The impact of Tawiah’s work is recognizable by the metamorphosis of domestic violence survivors like Flora Carter. She met Tawiah in 2006 when she participated in the self-esteem building Diva Project. Carter was staying with her daughter, after enduring her own domestic violence experience in Prince George’s County. Her goal was getting out of her situation alive and reaching out to obtain help made a positive difference in her life. Carter also mentioned that domestic violence entails tearing someone down and Tawiah is committed to building women back up.

“She (Tawiah) is encouraging because a lot of women and men don’t see people who’ve made it through and won’t get the help that they need, so she is a great encourager, but the main thing is to realize that you are a human being, said Carter. “You do need to be treated nice. You can have your nails done. You can be a diva. It makes a positive difference because you’ve lost faith in yourself. You’ve lost faith in everything, when somebody just really tries to strip you, and Cindy helped build the mind, the body as well as the soul. ”

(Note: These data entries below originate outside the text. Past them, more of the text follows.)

//! Error types for the metadata codec.

use std::fmt;

use serde::{Deserialize, Serialize};
use thiserror::Error;

/// Result type alias for codec operations.
pub type CodecResult<T> = Result<T, CodecError>;

/// The on-disk record an error was raised against.
///
/// Lets callers tell "this is not an MD member" (superblock errors) apart from
/// "the journal header is damaged" (PPL / R5-log errors) when the error kind
/// alone is shared.
#[derive(Debug, Clone, Copy, PartialEq, Eq, Hash, Serialize, Deserialize)]
pub enum Record {
    /// The 0.90 superblock.
    Superblock,
    /// The version-1 superblock (metadata 1.0 / 1.1 / 1.2).
    SuperblockV1,
    /// A PPL header as a whole.
    PplHeader,
    /// A single entry inside a PPL header.
    PplEntry,
    /// An R5-log meta block.
    R5Log,
}

impl fmt::Display for Record {
    fn fmt(&self, f: &mut fmt::Formatter<'_>) -> fmt::Result {
        match self {
            Record::Superblock => write!(f, "superblock 0.90"),
            Record::SuperblockV1 => write!(f, "superblock 1.x"),
            Record::PplHeader => write!(f, "PPL header"),
            Record::PplEntry => write!(f, "PPL entry"),
            Record::R5Log => write!(f, "R5-log meta block"),
        }
    }
}

/// Error variants for decode and encode operations.
#[derive(Debug, Clone, PartialEq, Eq, Error)]
pub enum CodecError {
    /// The buffer is smaller than the record it should hold.
    #[error("Buffer too short: need {needed} bytes, got {actual}")]
    TooShort {
        /// Bytes required.
        needed: usize,
        /// Bytes supplied.
        actual: usize,
    },

    /// The magic number does not identify the expected record.
    #[error("Bad magic in {record}: expected {expected:#x}, got {actual:#x}")]
    BadMagic {
        /// The record being decoded.
        record: Record,
        /// The expected magic (or PPL signature).
        expected: u32,
        /// The value found on disk.
        actual: u32,
    },

    /// The record's version field does not match the only supported value.
    #[error("Bad version in {record}: expected {expected:#x}, got {actual:#x}")]
    BadVersion {
        /// The record being decoded.
        record: Record,
        /// The supported version.
        expected: u32,
        /// The version found on disk.
        actual: u32,
    },

    /// Stored and computed checksums differ.
    #[error("Checksum mismatch in {record}: stored {stored:#x}, computed {computed:#x}")]
    ChecksumMismatch {
        /// The record being decoded.
        record: Record,
        /// Checksum read from disk.
        stored: u32,
        /// Checksum computed over the buffer.
        computed: u32,
    },

    /// More disks than the layout has room for.
    #[error("Too many disks: {count} (max {max})")]
    TooManyDisks {
        /// Requested or declared disk count.
        count: usize,
        /// Structural maximum.
        max: usize,
    },

    /// More PPL entries than the header has room for.
    #[error("Too many PPL entries: {count} (max {max})")]
    TooManyEntries {
        /// Requested or declared entry count.
        count: usize,
        /// Structural maximum.
        max: usize,
    },

    /// The superblock major version selects a layout this codec does not decode here.
    #[error("Unsupported superblock major version {major}")]
    UnsupportedVersion {
        /// The major version found on disk.
        major: u32,
    },

    /// A role value that cannot be accepted under strict decoding.
    #[error("Invalid disk role {raw_role:#06x}: {reason}")]
    InvalidRole {
        /// The raw 16-bit role (or slot index truncated to 16 bits).
        raw_role: u16,
        /// Why the role was rejected.
        reason: &'static str,
    },

    /// A size field that must be sector-aligned is not.
    #[error("Not aligned: {value} is not a multiple of {alignment}")]
    NotAligned {
        /// The offending value.
        value: u64,
        /// The required alignment.
        alignment: u64,
    },

    /// The in-memory superblock cannot be represented in the fixed layout.
    #[error("Invalid superblock: {reason}")]
    InvalidSuperblock {
        /// Description of the violated constraint.
        reason: String,
    },

    /// An R5-log payload descriptor has an unknown type.
    #[error("Invalid R5-log payload type {payload_type} at offset {offset}")]
    InvalidPayload {
        /// The raw payload type.
        payload_type: u16,
        /// Byte offset of the descriptor inside the meta block.
        offset: usize,
    },
}

impl CodecError {
    /// Returns the record a content error refers to, if the variant carries one.
    pub fn record(&self) -> Option<Record> {
        match self {
            CodecError::BadMagic { record, .. }
            | CodecError::BadVersion { record, .. }
            | CodecError::ChecksumMismatch { record, .. } => Some(*record),
            _ => None,
        }
    }

    /// True for errors that mean the buffer or structure can never hold the format.
    pub fn is_structural(&self) -> bool {
        matches!(
            self,
            CodecError::TooShort { .. }
                | CodecError::TooManyDisks { .. }
                | CodecError::TooManyEntries { .. }
        )
    }
}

Carter, who is now divorced and doing well, encourages other women to speak up about domestic violence. She says that many women who experience domestic violence don’t receive any medical help from trained domestic violence advocates, within the first 24 hours of experiencing it. They often leave home without the basic necessities, such as grooming supplies and clothing. Carter expressed gratitude for Tawiah’s willingness to talk to domestic violence survivors, while letting them know that she achieved success. She reminds them that the unfortunate experience was not their fault.

“That was the main thing that really got us over— realizing that we cannot be responsible for another person’s actions,” Carter said. “By her (Tawiah) giving a contribution through [the sale of] her products for domestic violence, that helps somebody else have a night in the shelter, or some food, or some of the stuff that they need to survive.”